When drafting agreements, there are essential terms that each party needs to consider in order to make sure that they have a well written contract that will protect their interests. A few of these considerations include the following:

  1. Identity of the Parties – This provision should clearly outline who the parties to the agreement are and what their relationship is to each other. For example, who is the client and who is the service provider, as well as whether the parties are an individual or a company. 
  2. Effective date – A well written agreement should include the date that the agreement becomes effective so that the parties are aware of when their obligations under the agreement will begin. 
  3. Scope of Services – This provision is very critical and should outline the type of work and materials that the client is expecting to be provided. This provision should be as specific as possible so that there is no confusion as to what work the service provider is expected to provide. 

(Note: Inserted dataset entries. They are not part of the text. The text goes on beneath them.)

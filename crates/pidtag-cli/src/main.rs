use std::io::Write;
use std::path::{Path, PathBuf};
use std::sync::Arc;
use std::time::Duration;

use anyhow::Context;
use clap::{Args, Parser, Subcommand};
use indicatif::{ProgressBar, ProgressStyle};
use owo_colors::OwoColorize;
use tokio_util::sync::CancellationToken;

use pidtag_core::config_file::{self, ConfigFile};
use pidtag_core::{Config, ExtractError, ProgressEvent, ProgressStatus};
use pidtag_ingest::Pipeline;
use pidtag_ocr::TesseractConfig;
use pidtag_reporting::ExportFormat;
use pidtag_rules::{RuleSet, RuleSetBuilder};

mod output;
mod settings;

use output::ColorMode;
use settings::FlagOverrides;

#[cfg(feature = "mimalloc")]
#[global_allocator]
static GLOBAL: mimalloc::MiMalloc = mimalloc::MiMalloc;

/// P&ID tag extractor - Pull equipment, valve and instrument tags out of drawing PDFs
#[derive(Parser, Debug)]
#[command(name = "pidtag", version, about, long_about = None)]
struct Cli {
    /// Increase log verbosity (-v info, -vv debug). RUST_LOG takes precedence.
    #[arg(short, long, action = clap::ArgAction::Count, global = true)]
    verbose: u8,

    /// Write logs to this file instead of stderr
    #[arg(long, global = true)]
    log_file: Option<PathBuf>,

    #[command(subcommand)]
    command: Command,
}

#[derive(Subcommand, Debug)]
enum Command {
    /// Extract tags from a P&ID PDF and export them
    Extract(ExtractArgs),

    /// Write the default configuration, including the full rule table
    InitConfig {
        /// Destination (default: platform config directory)
        path: Option<PathBuf>,

        /// Overwrite an existing file
        #[arg(long)]
        force: bool,
    },

    /// Classify strings against the rule table, or print the table
    CheckRules {
        /// Extra config file layered over the usual cascade
        #[arg(long)]
        config: Option<PathBuf>,

        /// Disable colored output
        #[arg(long)]
        no_color: bool,

        /// Strings to classify; prints the rule table when empty
        text: Vec<String>,
    },
}

#[derive(Args, Debug)]
struct ExtractArgs {
    /// Path to the PDF drawing
    pdf: PathBuf,

    /// Output directory (default: the PDF's directory)
    #[arg(short, long)]
    output: Option<PathBuf>,

    /// Export format: csv, csv-counts or json
    #[arg(long, default_value = "csv")]
    format: ExportFormat,

    /// Repeat each tag once per occurrence instead of deduplicating
    #[arg(long)]
    raw: bool,

    /// Extra config file layered over the usual cascade
    #[arg(long)]
    config: Option<PathBuf>,

    /// Native character count below which a page goes to OCR
    #[arg(long)]
    threshold: Option<usize>,

    /// Raster upscale factor for OCR (minimum 2.0)
    #[arg(long)]
    scale: Option<f32>,

    /// Number of page workers
    #[arg(long)]
    workers: Option<usize>,

    /// Never run OCR; text-sparse pages are used as-is
    #[arg(long)]
    no_ocr: bool,

    /// Disable colored output
    #[arg(long)]
    no_color: bool,

    /// Print the tags without writing an export file
    #[arg(long)]
    dry_run: bool,
}

#[tokio::main]
async fn main() -> anyhow::Result<()> {
    dotenvy::dotenv().ok();
    let cli = Cli::parse();
    let _log_guard = init_logging(cli.verbose, cli.log_file.as_deref())?;

    match cli.command {
        Command::Extract(args) => extract(args).await,
        Command::InitConfig { path, force } => init_config(path.as_deref(), force),
        Command::CheckRules {
            config,
            no_color,
            text,
        } => check_rules(config.as_deref(), no_color, &text),
    }
}

fn init_logging(
    verbose: u8,
    log_file: Option<&Path>,
) -> anyhow::Result<Option<tracing_appender::non_blocking::WorkerGuard>> {
    let default_level = match verbose {
        0 => "warn",
        1 => "info",
        _ => "debug",
    };
    let filter = tracing_subscriber::EnvFilter::try_from_default_env()
        .unwrap_or_else(|_| tracing_subscriber::EnvFilter::new(default_level));

    let Some(path) = log_file else {
        tracing_subscriber::fmt()
            .with_env_filter(filter)
            .with_writer(std::io::stderr)
            .init();
        return Ok(None);
    };

    let file_name = path
        .file_name()
        .with_context(|| format!("invalid log file path: {}", path.display()))?;
    let dir = path
        .parent()
        .filter(|p| !p.as_os_str().is_empty())
        .unwrap_or(Path::new("."));
    std::fs::create_dir_all(dir)
        .with_context(|| format!("failed to create log directory {}", dir.display()))?;
    let (writer, guard) =
        tracing_appender::non_blocking(tracing_appender::rolling::never(dir, file_name));
    tracing_subscriber::fmt()
        .with_env_filter(filter)
        .with_writer(writer)
        .with_ansi(false)
        .init();
    Ok(Some(guard))
}

/// File cascade, `--config`, then `PIDTAG_*` environment overrides.
fn load_settings(explicit: Option<&Path>) -> anyhow::Result<ConfigFile> {
    let file = settings::load_file_config(explicit)?;
    Ok(config_file::merge(
        file,
        settings::env_overrides(|key| std::env::var(key).ok()),
    ))
}

fn build_rules(file: &ConfigFile) -> Result<RuleSet, ExtractError> {
    match &file.rules {
        Some(rules) => Ok(RuleSetBuilder::from_config(rules).build()?),
        None => Ok(RuleSet::default()),
    }
}

async fn extract(args: ExtractArgs) -> anyhow::Result<()> {
    if !args.pdf.exists() {
        anyhow::bail!("File not found: {}", args.pdf.display());
    }

    let color = ColorMode(!args.no_color);
    let file = load_settings(args.config.as_deref())?;
    let rules = build_rules(&file)?;
    let config = settings::resolve(
        &file,
        &FlagOverrides {
            threshold: args.threshold,
            scale: args.scale,
            workers: args.workers,
            no_ocr: args.no_ocr,
        },
    );
    tracing::info!(
        threshold = config.sparse_text_threshold,
        scale = config.ocr_scale(),
        workers = config.num_workers,
        ocr = config.ocr_enabled,
        "configuration resolved"
    );

    let pipeline = Pipeline::mupdf(rules, config)
        .with_tesseract(TesseractConfig::from_file(file.ocr.as_ref()));

    let bar = ProgressBar::new(0);
    bar.set_style(
        ProgressStyle::with_template("{spinner:.green} {msg} [{bar:40.green/dim}] {pos}/{len} pages")
            .unwrap_or_else(|_| ProgressStyle::default_bar())
            .progress_chars("=> "),
    );
    bar.enable_steady_tick(Duration::from_millis(120));
    bar.set_message(format!("Reading {}", args.pdf.display()));

    let progress_bar = bar.clone();
    let progress_cb = move |event: ProgressEvent| {
        if let Some(line) = output::progress_line(&event, color) {
            progress_bar.suspend(|| eprintln!("{}", line));
        }
        match event {
            ProgressEvent::DocumentOpened { total_pages } => {
                progress_bar.set_length(total_pages as u64);
            }
            ProgressEvent::PageFinished { .. } | ProgressEvent::PageFailed { .. } => {
                progress_bar.inc(1);
            }
            ProgressEvent::Classifying { tokens } => {
                progress_bar.set_message(format!("Classifying {} tokens", tokens));
            }
            _ => {}
        }
    };

    let cancel = CancellationToken::new();

    // Set up Ctrl+C handler
    let cancel_clone = cancel.clone();
    tokio::spawn(async move {
        if tokio::signal::ctrl_c().await.is_ok() {
            cancel_clone.cancel();
        }
    });

    let status = Arc::new(ProgressStatus::new());
    let outcome = pipeline
        .run(&args.pdf, progress_cb, cancel, status.clone())
        .await;
    bar.finish_and_clear();

    let result = match outcome {
        Ok(result) => result,
        Err(ExtractError::Cancelled) => {
            let snap = status.snapshot();
            anyhow::bail!(
                "Cancelled after {}/{} pages; nothing was written",
                snap.pages_processed,
                snap.total_pages
            );
        }
        Err(e) => return Err(e.into()),
    };

    let mut stdout = std::io::stdout();
    output::print_summary(&mut stdout, &result, color)?;

    if args.dry_run {
        output::print_tags(&mut stdout, &result, color)?;
        return Ok(());
    }

    let dir = match args.output {
        Some(dir) => dir,
        None => args
            .pdf
            .parent()
            .filter(|p| !p.as_os_str().is_empty())
            .map(Path::to_path_buf)
            .unwrap_or_else(|| PathBuf::from(".")),
    };
    let path = pidtag_reporting::default_output_path(&dir, &args.pdf, args.format);
    pidtag_reporting::write_export(&result, args.format, args.raw, &path)?;

    let rows = if args.raw {
        result.total_occurrences()
    } else {
        result.total_unique()
    };
    if color.enabled() {
        writeln!(stdout, "Wrote {} rows to {}", rows, path.display().bold())?;
    } else {
        writeln!(stdout, "Wrote {} rows to {}", rows, path.display())?;
    }
    Ok(())
}

fn init_config(path: Option<&Path>, force: bool) -> anyhow::Result<()> {
    let target = match path {
        Some(p) => p.to_path_buf(),
        None => config_file::config_path().context("could not determine config directory")?,
    };
    if target.exists() && !force {
        anyhow::bail!(
            "{} already exists; pass --force to overwrite",
            target.display()
        );
    }

    let mut file = ConfigFile::from_config(&Config::default());
    file.rules = Some(pidtag_rules::defaults::rules_config());
    let written = config_file::save_config(&file, Some(&target))?;
    println!("Wrote default configuration to {}", written.display());
    Ok(())
}

fn check_rules(config: Option<&Path>, no_color: bool, text: &[String]) -> anyhow::Result<()> {
    let color = ColorMode(!no_color);
    let file = load_settings(config)?;
    let rules = build_rules(&file)?;
    let mut stdout = std::io::stdout();

    if text.is_empty() {
        output::print_rule_table(&mut stdout, &rules, color)?;
        return Ok(());
    }
    for t in text {
        let (verdict, matcher) = rules.classify_text(t, false);
        output::print_verdict(&mut stdout, t, &verdict, matcher.as_deref(), color)?;
    }
    Ok(())
}

#[cfg(test)]
mod tests {
    use super::*;

    #[test]
    fn extract_flags_parse() {
        let cli = Cli::try_parse_from([
            "pidtag",
            "-vv",
            "extract",
            "drawing.pdf",
            "--format",
            "csv-counts",
            "--raw",
            "--threshold",
            "150",
            "--no-ocr",
        ])
        .unwrap();
        assert_eq!(cli.verbose, 2);
        let Command::Extract(args) = cli.command else {
            panic!("expected extract");
        };
        assert_eq!(args.pdf, PathBuf::from("drawing.pdf"));
        assert_eq!(args.format, ExportFormat::CsvCounts);
        assert!(args.raw);
        assert_eq!(args.threshold, Some(150));
        assert!(args.no_ocr);
        assert!(!args.dry_run);
    }

    #[test]
    fn unknown_format_is_rejected() {
        let err = Cli::try_parse_from(["pidtag", "extract", "a.pdf", "--format", "xlsx"]);
        assert!(err.is_err());
    }

    #[test]
    fn check_rules_takes_free_text() {
        let cli = Cli::try_parse_from(["pidtag", "check-rules", "VLV1001", "NOTE 3"]).unwrap();
        let Command::CheckRules { text, .. } = cli.command else {
            panic!("expected check-rules");
        };
        assert_eq!(text, vec!["VLV1001", "NOTE 3"]);
    }

    #[test]
    fn invalid_rules_in_config_fail_before_extraction() {
        let file: ConfigFile = toml::from_str(
            r#"
[rules.exclusions]
items = [{ name = "bad", pattern = "^(ST" }]
"#,
        )
        .unwrap();
        let err = build_rules(&file).unwrap_err();
        assert!(matches!(err, ExtractError::RuleConfigurationInvalid(_)));
    }

    #[test]
    fn init_config_writes_rule_table() {
        let dir = tempfile::tempdir().unwrap();
        let path = dir.path().join("pidtag.toml");
        init_config(Some(&path), false).unwrap();
        assert!(init_config(Some(&path), false).is_err());
        init_config(Some(&path), true).unwrap();

        let parsed = config_file::load_from_path(&path).unwrap().unwrap();
        let rules = RuleSetBuilder::from_config(parsed.rules.as_ref().unwrap())
            .build()
            .unwrap();
        assert_eq!(rules.matchers().len(), RuleSet::default().matchers().len());
        assert_eq!(parsed.extraction.unwrap().sparse_text_threshold, Some(200));
    }
}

  4. Compensation – A well written agreement will include a term of how much a service provider can expect to be compensated. These fees may sometimes be in the form of a flat fee or an hourly rate. This provision should also include terms as to when the client expects certain projects to be completed and when the service provider may expect to be compensated once the work is completed. It may also include the form of payment that the service provider can expect to receive. This provision may also include terms as to what happens if the client does not pay on time. Is there a late fee imposed? Does the service provider have to turn over the product or continue to provide services? 

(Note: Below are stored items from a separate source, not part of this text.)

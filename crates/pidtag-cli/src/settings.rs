//! Configuration resolution: CLI flags > environment > config files > defaults.

use std::path::Path;

use anyhow::Context;
use pidtag_core::Config;
use pidtag_core::config_file::{self, ConcurrencyConfig, ConfigFile, ExtractionConfig, OcrConfig};

pub const ENV_THRESHOLD: &str = "PIDTAG_THRESHOLD";
pub const ENV_OCR_SCALE: &str = "PIDTAG_OCR_SCALE";
pub const ENV_OCR_ENABLED: &str = "PIDTAG_OCR";
pub const ENV_WORKERS: &str = "PIDTAG_WORKERS";
pub const ENV_TESSERACT: &str = "PIDTAG_TESSERACT";
pub const ENV_OCR_LANG: &str = "PIDTAG_OCR_LANG";

/// Flag values that override everything else.
#[derive(Debug, Clone, Default)]
pub struct FlagOverrides {
    pub threshold: Option<usize>,
    pub scale: Option<f32>,
    pub workers: Option<usize>,
    pub no_ocr: bool,
}

/// Platform and CWD config files, then `explicit` on top when given.
pub fn load_file_config(explicit: Option<&Path>) -> anyhow::Result<ConfigFile> {
    let file = config_file::load_config()?;
    let Some(path) = explicit else {
        return Ok(file);
    };
    let overlay = config_file::load_from_path(path)?
        .with_context(|| format!("config file not found: {}", path.display()))?;
    Ok(config_file::merge(file, overlay))
}

fn parse_env<T: std::str::FromStr>(lookup: &impl Fn(&str) -> Option<String>, key: &str) -> Option<T> {
    let raw = lookup(key)?;
    match raw.trim().parse() {
        Ok(v) => Some(v),
        Err(_) => {
            tracing::warn!(key, value = %raw, "ignoring unparseable environment value");
            None
        }
    }
}

fn parse_bool(raw: &str) -> Option<bool> {
    match raw.trim().to_ascii_lowercase().as_str() {
        "1" | "true" | "yes" | "on" => Some(true),
        "0" | "false" | "no" | "off" => Some(false),
        _ => None,
    }
}

/// `PIDTAG_*` variables as a config overlay.
pub fn env_overrides(lookup: impl Fn(&str) -> Option<String>) -> ConfigFile {
    ConfigFile {
        extraction: Some(ExtractionConfig {
            sparse_text_threshold: parse_env(&lookup, ENV_THRESHOLD),
            ..ExtractionConfig::default()
        }),
        ocr: Some(OcrConfig {
            enabled: lookup(ENV_OCR_ENABLED).and_then(|v| parse_bool(&v)),
            scale: parse_env(&lookup, ENV_OCR_SCALE),
            tesseract_path: lookup(ENV_TESSERACT).filter(|v| !v.trim().is_empty()),
            language: lookup(ENV_OCR_LANG).filter(|v| !v.trim().is_empty()),
            ..OcrConfig::default()
        }),
        concurrency: Some(ConcurrencyConfig {
            num_workers: parse_env(&lookup, ENV_WORKERS),
        }),
        rules: None,
    }
}

/// Build the runtime config from a merged file config and flag overrides.
pub fn resolve(file: &ConfigFile, flags: &FlagOverrides) -> Config {
    let mut config = Config::default();
    file.apply_to(&mut config);
    if let Some(v) = flags.threshold {
        config.sparse_text_threshold = v;
    }
    if let Some(v) = flags.scale {
        config.ocr_scale = v;
    }
    if let Some(v) = flags.workers {
        config.num_workers = v.max(1);
    }
    if flags.no_ocr {
        config.ocr_enabled = false;
    }
    config
}
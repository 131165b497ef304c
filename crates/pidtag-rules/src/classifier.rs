//! Token → candidate classification.
//!
//! Order per token: empty and length checks, exclusion filters, stoplist,
//! then the matchers in priority order. The first matching matcher decides
//! the outcome; a failed validation rejects rather than falling through.

use pidtag_core::{
    BoundingBox, PageTokens, RejectReason, TagCandidate, Token, Verdict, normalize_text,
};

use crate::RuleSet;

impl RuleSet {
    /// Classify one token. `page_bounds` enables the border-only exclusions.
    pub fn classify(&self, token: &Token, page_bounds: Option<&BoundingBox>) -> TagCandidate {
        let normalized = normalize_text(&token.text);
        let near_border = page_bounds
            .is_some_and(|page| token.bbox.is_near_border(page, self.border_margin));
        let (verdict, matcher) = self.verdict(&normalized, &token.text, near_border);
        TagCandidate {
            raw_text: token.text.clone(),
            normalized,
            verdict,
            matcher,
            origin: token.clone(),
        }
    }

    /// Classify every token of a page, in token order.
    pub fn classify_page(&self, page: &PageTokens) -> Vec<TagCandidate> {
        page.tokens
            .iter()
            .map(|t| self.classify(t, Some(&page.bounds)))
            .collect()
    }

    /// Classify bare text with no geometry.
    pub fn classify_text(&self, text: &str, near_border: bool) -> (Verdict, Option<String>) {
        self.verdict(&normalize_text(text), text, near_border)
    }

    fn verdict(
        &self,
        normalized: &str,
        raw: &str,
        near_border: bool,
    ) -> (Verdict, Option<String>) {
        let reject = |reason: RejectReason| -> (Verdict, Option<String>) {
            (Verdict::Rejected(reason), None)
        };

        if normalized.is_empty() {
            return reject(RejectReason::Empty);
        }
        if normalized.chars().count() > self.max_tag_len {
            return reject(RejectReason::TooLong);
        }
        if let Some(ex) = self
            .exclusions
            .iter()
            .find(|ex| (!ex.near_border || near_border) && ex.regex.is_match(normalized))
        {
            return reject(RejectReason::Excluded {
                rule: ex.name.clone(),
            });
        }
        if self.stoplist.iter().any(|w| w == normalized) {
            return reject(RejectReason::Stoplisted);
        }

        let Some(matcher) = self.matchers.iter().find(|m| m.is_match(normalized)) else {
            return reject(RejectReason::NoPatternMatch);
        };
        match matcher.validation.check(normalized, raw) {
            Ok(()) => (Verdict::Tag(matcher.tag_type), Some(matcher.name.clone())),
            Err(check) => {
                tracing::trace!(text = normalized, matcher = %matcher.name, check, "validation failed");
                (
                    Verdict::Rejected(RejectReason::ValidationFailed {
                        matcher: matcher.name.clone(),
                        check: check.to_string(),
                    }),
                    Some(matcher.name.clone()),
                )
            }
        }
    }
}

  5. Term of the Agreement – This provision is very important for the parties to know the time period in which they can expect the agreement to be performed. It will set expectations for the service provider as to when the work is to be completed and for the client to know how long they will receive and are required to pay for the services. The term of the agreement may also depend on whether the agreement is based on the completion of a particular task/service (where once the task is complete the agreement ends) or is based on continuous services. Some service agreements may also contain language stating that the agreement will continue until terminated by either party. 
  6. Termination of the Agreement – This provision will be critical if one party wants to terminate the agreement. This provision should provide who may terminate the agreement, how much notice is required, the form of notice that is required (ex. whether written or verbal notice is acceptable), the methods in which the notice can be given (ex. email or regular mail). It should also address payment for services that were provided prior to the termination of the agreement. Sometimes, the address where notice should be given may be included. 

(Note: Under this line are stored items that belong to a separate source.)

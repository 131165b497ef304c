//! Page-parallel token acquisition.
//!
//! A fixed set of worker tasks pull page jobs from one queue. Each job runs
//! on a blocking thread (PDF parsing, rasterization and OCR are all
//! synchronous), opens its own document handle, and reports its outcome on
//! a per-page oneshot channel. Workers stop taking jobs once the
//! cancellation token fires; jobs left in the queue drop their senders.

use std::path::PathBuf;
use std::sync::Arc;

use tokio::sync::oneshot;
use tokio::task::JoinHandle;
use tokio_util::sync::CancellationToken;

use crate::backend::{DocumentBackend, OcrEngine, OcrError, PageImage, Word};
use crate::merge::{absorb_native, merge_passes};
use crate::tokenize::{char_count, phrase_tokens};
use crate::{
    AcquisitionMode, Config, OcrPass, PageFailure, PageFailureReason, PageOutcome, PageTokens,
    ProgressEvent, ProgressStatus, Token, TokenOrigin,
};

pub type ProgressFn = Arc<dyn Fn(ProgressEvent) + Send + Sync>;

/// Everything a page worker needs, shared read-only by all workers.
pub struct PageContext {
    pub path: PathBuf,
    pub backend: Arc<dyn DocumentBackend>,
    /// `None` when no engine is configured or the engine failed its
    /// availability check.
    pub ocr: Option<Arc<dyn OcrEngine>>,
    pub config: Arc<Config>,
    pub progress: ProgressFn,
    pub status: Arc<ProgressStatus>,
}

/// A page acquisition job submitted to the pool.
pub struct PageJob {
    pub page: usize,
    pub total: usize,
    pub result_tx: oneshot::Sender<PageOutcome>,
}

/// A pool of worker tasks that acquire page token streams.
///
/// Submit jobs via [`submit()`](PagePool::submit), receive results via the
/// oneshot receiver paired with each job.
pub struct PagePool {
    job_tx: async_channel::Sender<PageJob>,
    pool_handle: JoinHandle<()>,
}

impl PagePool {
    /// Create a new pool with `num_workers` worker tasks.
    pub fn new(ctx: Arc<PageContext>, cancel: CancellationToken, num_workers: usize) -> Self {
        let (job_tx, job_rx) = async_channel::unbounded::<PageJob>();

        let pool_handle = tokio::spawn(async move {
            let mut handles = Vec::with_capacity(num_workers.max(1));
            for worker in 0..num_workers.max(1) {
                handles.push(tokio::spawn(worker_loop(
                    worker,
                    job_rx.clone(),
                    ctx.clone(),
                    cancel.clone(),
                )));
            }
            // Workers are the last holders; they exit when job_tx closes.
            drop(job_rx);
            for h in handles {
                let _ = h.await;
            }
        });

        Self {
            job_tx,
            pool_handle,
        }
    }

    /// Submit a job to the pool.
    pub async fn submit(&self, job: PageJob) {
        let _ = self.job_tx.send(job).await;
    }

    /// Close the pool and wait for all workers to finish.
    pub async fn shutdown(self) {
        self.job_tx.close();
        let _ = self.pool_handle.await;
    }
}

async fn worker_loop(
    worker: usize,
    rx: async_channel::Receiver<PageJob>,
    ctx: Arc<PageContext>,
    cancel: CancellationToken,
) {
    while let Ok(job) = rx.recv().await {
        if cancel.is_cancelled() {
            tracing::debug!(worker, page = job.page, "skipping: cancelled");
            continue;
        }

        let PageJob {
            page,
            total,
            result_tx,
        } = job;
        (ctx.progress)(ProgressEvent::PageStarted { page, total });

        let blocking_ctx = ctx.clone();
        let outcome = tokio::task::spawn_blocking(move || acquire_page(&blocking_ctx, page))
            .await
            .unwrap_or_else(|e| {
                tracing::error!(worker, page, error = %e, "page worker panicked");
                PageOutcome::Failed(PageFailure {
                    page,
                    reason: PageFailureReason::Backend(format!("worker panicked: {}", e)),
                })
            });

        match &outcome {
            PageOutcome::Ready(p) => {
                ctx.status
                    .page_done(p.mode == AcquisitionMode::OcrFallback, false);
                (ctx.progress)(ProgressEvent::PageFinished {
                    page,
                    total,
                    mode: p.mode,
                    tokens: p.tokens.len(),
                });
            }
            PageOutcome::Failed(f) => {
                let used_ocr = !matches!(f.reason, PageFailureReason::Backend(_));
                ctx.status.page_done(used_ocr, true);
                tracing::warn!(page, reason = %f.reason, "page skipped");
                (ctx.progress)(ProgressEvent::PageFailed {
                    page,
                    total,
                    reason: f.reason.clone(),
                });
            }
        }

        let _ = result_tx.send(outcome);
    }
}

fn failed(page: usize, reason: PageFailureReason) -> PageOutcome {
    PageOutcome::Failed(PageFailure { page, reason })
}

/// Acquire the final token stream of one page.
///
/// Native text first. A page with fewer than `sparse_text_threshold`
/// non-whitespace characters is rasterized and read by both OCR passes;
/// the merged OCR tokens are added to whatever native tokens it had.
pub fn acquire_page(ctx: &PageContext, page: usize) -> PageOutcome {
    let config = &ctx.config;
    let doc = match ctx.backend.open(&ctx.path) {
        Ok(d) => d,
        Err(e) => return failed(page, PageFailureReason::Backend(e.to_string())),
    };
    let bounds = match doc.page_bounds(page) {
        Ok(b) => b,
        Err(e) => return failed(page, PageFailureReason::Backend(e.to_string())),
    };
    let words = match doc.native_words(page) {
        Ok(w) => w,
        Err(e) => return failed(page, PageFailureReason::Backend(e.to_string())),
    };
    let native = phrase_tokens(words, page, TokenOrigin::Native, config.phrase_gap);
    let chars = char_count(&native);

    if chars >= config.sparse_text_threshold || !config.ocr_enabled {
        tracing::debug!(page, chars, tokens = native.len(), "native text");
        return PageOutcome::Ready(PageTokens {
            page,
            bounds,
            mode: AcquisitionMode::Native,
            tokens: native,
        });
    }

    let Some(engine) = ctx.ocr.as_deref() else {
        return failed(page, PageFailureReason::OcrUnavailable);
    };

    tracing::info!(
        page,
        chars,
        threshold = config.sparse_text_threshold,
        "text-sparse page, running OCR"
    );

    // The raster's temp file lives until `image` drops at the end of this scope.
    let image = match doc.rasterize(page, config.ocr_scale()) {
        Ok(img) => img,
        Err(e) => return failed(page, PageFailureReason::Backend(e.to_string())),
    };
    drop(doc);

    let sparse = match run_pass(ctx, engine, &image, page, OcrPass::Sparse) {
        Ok(t) => t,
        Err(reason) => return failed(page, reason),
    };
    let dense = match run_pass(ctx, engine, &image, page, OcrPass::Dense) {
        Ok(t) => t,
        Err(reason) => return failed(page, reason),
    };

    let ocr_tokens = merge_passes(sparse, dense, &config.merge);
    let tokens = absorb_native(native, ocr_tokens, &config.merge);
    tracing::debug!(page, tokens = tokens.len(), "OCR fallback complete");

    PageOutcome::Ready(PageTokens {
        page,
        bounds,
        mode: AcquisitionMode::OcrFallback,
        tokens,
    })
}

/// Run one OCR pass with retries, returning page-space tokens.
fn run_pass(
    ctx: &PageContext,
    engine: &dyn OcrEngine,
    image: &PageImage,
    page: usize,
    pass: OcrPass,
) -> Result<Vec<Token>, PageFailureReason> {
    let config = &ctx.config;
    let mut attempt = 0;
    let words = loop {
        match engine.recognize(image, pass) {
            Ok(words) => break words,
            Err(OcrError::Unavailable(msg)) => {
                tracing::warn!(page, %pass, error = %msg, "OCR engine unavailable");
                return Err(PageFailureReason::OcrUnavailable);
            }
            Err(e) if attempt < config.ocr_retries => {
                attempt += 1;
                tracing::warn!(page, %pass, attempt, error = %e, "OCR pass failed, retrying");
                (ctx.progress)(ProgressEvent::OcrRetry {
                    page,
                    pass,
                    attempt,
                    error: e.to_string(),
                });
            }
            Err(e) => {
                return Err(PageFailureReason::OcrFailed(format!("{} pass: {}", pass, e)));
            }
        }
    };

    let words: Vec<Word> = words
        .into_iter()
        .filter(|w| w.confidence.is_none_or(|c| c >= config.min_ocr_confidence))
        .map(|w| Word {
            bbox: w.bbox.unscale(image.scale, image.origin),
            ..w
        })
        .collect();

    Ok(phrase_tokens(
        words,
        page,
        TokenOrigin::Ocr(pass),
        config.phrase_gap,
    ))
}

  7. Confidentiality – This provision is important if the parties are expected to exchange trade secrets and proprietary information. This provision generally provides a definition of what is considered to be confidential information, when the parties are required to keep the information confidential, when the parties may disclose the information, and under what circumstances and what should happen if there is a breach of this provision. 
  8. Ownership of the Intellectual Property – Often times, in service agreements one party is expected to create a product and provide materials for the other party to use. This provision should address who owns the product/ materials at the end of the performance of the agreement, whether a license is granted, whether the work is considered a work made for hire, etc.
  9. Indemnification and Hold Harmless – This provision should address what should happen if one party is found liable to third parties based on the breach, negligence or willful misconduct of the other party. It should also include the parties who are being indemnified and if the breaching party is responsible for the representation and/or attorney’s fees of the non-breaching party. 
  10. Force Majeure – This provision should address what should happen if one party is unable to perform due to acts of God or other circumstances beyond the party’s control that would make it impossible or impracticable to perform. Recently, with the development of COVID-19, this provision has been looked at more closely by many practitioners and, in some cases, have been expanded to include pandemics. 
  11. Amendment and Modification of the Agreement – This provision will address how a written agreement may be amended by the parties once the agreement has been signed by both parties and is binding. 
  12. Severability – This provision addresses what should happen to the remainder of the agreement should a court decide that a provision in the agreement is found to be invalid, illegal, unenforceable and should be stricken from the agreement. 
  13. Entire Agreement – This provision should state that the parties may not look to representations and statements made outside the terms of the agreement for the interpretation of the agreement. The expectation is that any such representations or statements that are material to the agreement should be made a part of the agreement.
  14. Restrictive Covenants (Covenants Not to Compete or Not to Solicit) – Often times, clients are concerned that service providers may learn concepts and ideas from working with their company that they may use to their advantage or replicate for their own benefit. Sometimes, the concern is that the service provider may attempt to take their customers, employees and/or vendors. These provisions may be used as an attempt to restrict the service providers use of the client information, clients and employees during or after termination of the agreement. These provisions generally must be reasonable. 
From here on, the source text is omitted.